I never understood his choice of team at first. Why wouldn’t you choose your home state’s powerhouse team over a mediocre one from a place you’ve never been to? It should’ve been a no-brainer.
The Yankees were the uber-successful big-market behemoth, and Boston was a franchise long removed from their best years. They hadn’t won a title since 1918 up until that point, while the Yankees had won 22.
My dad describes watching the Red Sox get pummeled by the Yankees year after year as a kid. With their best players often leaving for bigger contracts and brighter lights, the Red Sox were the perennial underdog. However, that was exactly why my dad loved them. They represented him.
For context, although my dad’s town was full of immigrant families just like his, he was still one of the only Chinese kids in his entire small town. His upstate New York suburb was a melting pot of Irish and Italian immigrants, part of families who had been there for generations.
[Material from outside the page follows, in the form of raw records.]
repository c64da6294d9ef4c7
//! Test server management.
//!
//! Spawns and manages chatd instances for integration testing.

use std::process::{Child, Command, Stdio};
use std::time::Duration;
use tempfile::TempDir;
use tokio::time::sleep;

/// A test server instance. The process is killed on drop.
pub struct TestServer {
    child: Child,
    port: u16,
    _config_dir: TempDir,
}

impl TestServer {
    /// Spawn a server listening on `127.0.0.1:port` with default limits.
    pub async fn spawn(port: u16) -> anyhow::Result<Self> {
        Self::spawn_with_limits(port, "").await
    }

    /// Spawn a server with extra `[limits]` entries.
    pub async fn spawn_with_limits(port: u16, limits: &str) -> anyhow::Result<Self> {
        let config_dir = tempfile::tempdir()?;
        let config_path = config_dir.path().join("config.toml");
        let config_content = format!(
            r#"
[server]
name = "test.chatd"
metrics_port = 0

[listen]
address = "127.0.0.1:{port}"

[limits]
{limits}
"#
        );
        std::fs::write(&config_path, config_content)?;

        let child = Command::new(env!("CARGO_BIN_EXE_chatd"))
            .arg(&config_path)
            .env("RUST_LOG", "warn")
            .stdout(Stdio::null())
            .spawn()?;

        let server = Self {
            child,
            port,
            _config_dir: config_dir,
        };

        server.wait_until_ready().await?;
        Ok(server)
    }

    /// Wait until the server is accepting connections.
    async fn wait_until_ready(&self) -> anyhow::Result<()> {
        for _ in 0..50 {
            if tokio::net::TcpStream::connect(("127.0.0.1", self.port))
                .await
                .is_ok()
            {
                return Ok(());
            }
            sleep(Duration::from_millis(100)).await;
        }
        anyhow::bail!("Server failed to start within 5 seconds")
    }

    /// Get the server address.
    pub fn address(&self) -> String {
        format!("127.0.0.1:{}", self.port)
    }

    /// Connect a new, unregistered client.
    pub async fn connect(&self) -> anyhow::Result<super::client::TestClient> {
        super::client::TestClient::connect(&self.address()).await
    }

    /// Connect a client and register `nick`.
    pub async fn connect_as(&self, nick: &str) -> anyhow::Result<super::client::TestClient> {
        let mut client = self.connect().await?;
        client.register(nick).await?;
        Ok(client)
    }
}

impl Drop for TestServer {
    fn drop(&mut self) {
        let _ = self.child.kill();
        let _ = self.child.wait();
    }
}
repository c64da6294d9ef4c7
//! Network module.
//!
//! Contains the Gateway (TCP listener) and the per-client Connection task.

mod connection;
mod gateway;

pub use connection::Connection;
pub use gateway::Gateway;
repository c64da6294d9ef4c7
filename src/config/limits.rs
//! Per-session limits configuration.

use serde::Deserialize;
use std::time::Duration;

/// Per-session line, queue and write limits.
///
/// These bound what a single client can cost the server: how long an inbound
/// line may be, how many outbound lines may wait for a slow reader, and how
/// long one socket write may block before the session is dropped.
#[derive(Debug, Clone, Deserialize)]
pub struct LimitsConfig {
    /// Maximum inbound line length in bytes, terminator excluded (default: 4096).
    #[serde(default = "default_max_line_length")]
    pub max_line_length: usize,
    /// Outbound queue capacity per session, in lines (default: 256).
    /// Lines for a session whose queue is full are dropped for that session.
    #[serde(default = "default_sendq")]
    pub sendq: usize,
    /// Seconds a single socket write may take before the session is closed (default: 10).
    #[serde(default = "default_write_timeout_secs")]
    pub write_timeout_secs: u64,
}

impl LimitsConfig {
    pub fn write_timeout(&self) -> Duration {
        Duration::from_secs(self.write_timeout_secs)
    }
}

impl Default for LimitsConfig {
    fn default() -> Self {
        Self {
            max_line_length: default_max_line_length(),
            sendq: default_sendq(),
            write_timeout_secs: default_write_timeout_secs(),
        }
    }
}

fn default_max_line_length() -> usize {
    chat_proto::DEFAULT_MAX_LINE_LEN
}

fn default_sendq() -> usize {
    256
}

fn default_write_timeout_secs() -> u64 {
    10
}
His family, on the other hand, was fresh off the boat.
First-generation immigrants displaced by China’s Cultural Revolution, my grandparents came to the United States as refugees in a new country. Even after having kids and establishing careers, they never truly assimilated into American culture. My dad’s household was a cultural island in a predominantly white community. They were the underdogs, just like the Red Sox.
On hot summer afternoons, my grandfather would string up grotesque cuts of meat in the backyard, not caring a lick about the neighbors’ inevitable judgment. My grandparents simply didn’t understand American customs or mannerisms, nor made a concentrated effort to. People took notice.
When my father was 10 years old, he came home to see “F***ing Chinks” painted across the face of their house. My dad remembers my grandfather trying for weeks to scrub away the spray-painted letters, but they never fully faded. Instead, the words remained as a reminder that the Huangs didn’t truly belong.
Nowadays, my father affectionately refers to his childhood friends as the “big white guys”; a contrast to his own standing back then as the token “little Chinese kid.” Due to how he looked and where he came from, my dad was always playing catch-up. Boston’s situation at the time was simply a microcosm of my dad’s own disadvantaged position in the world. They represented the little guy.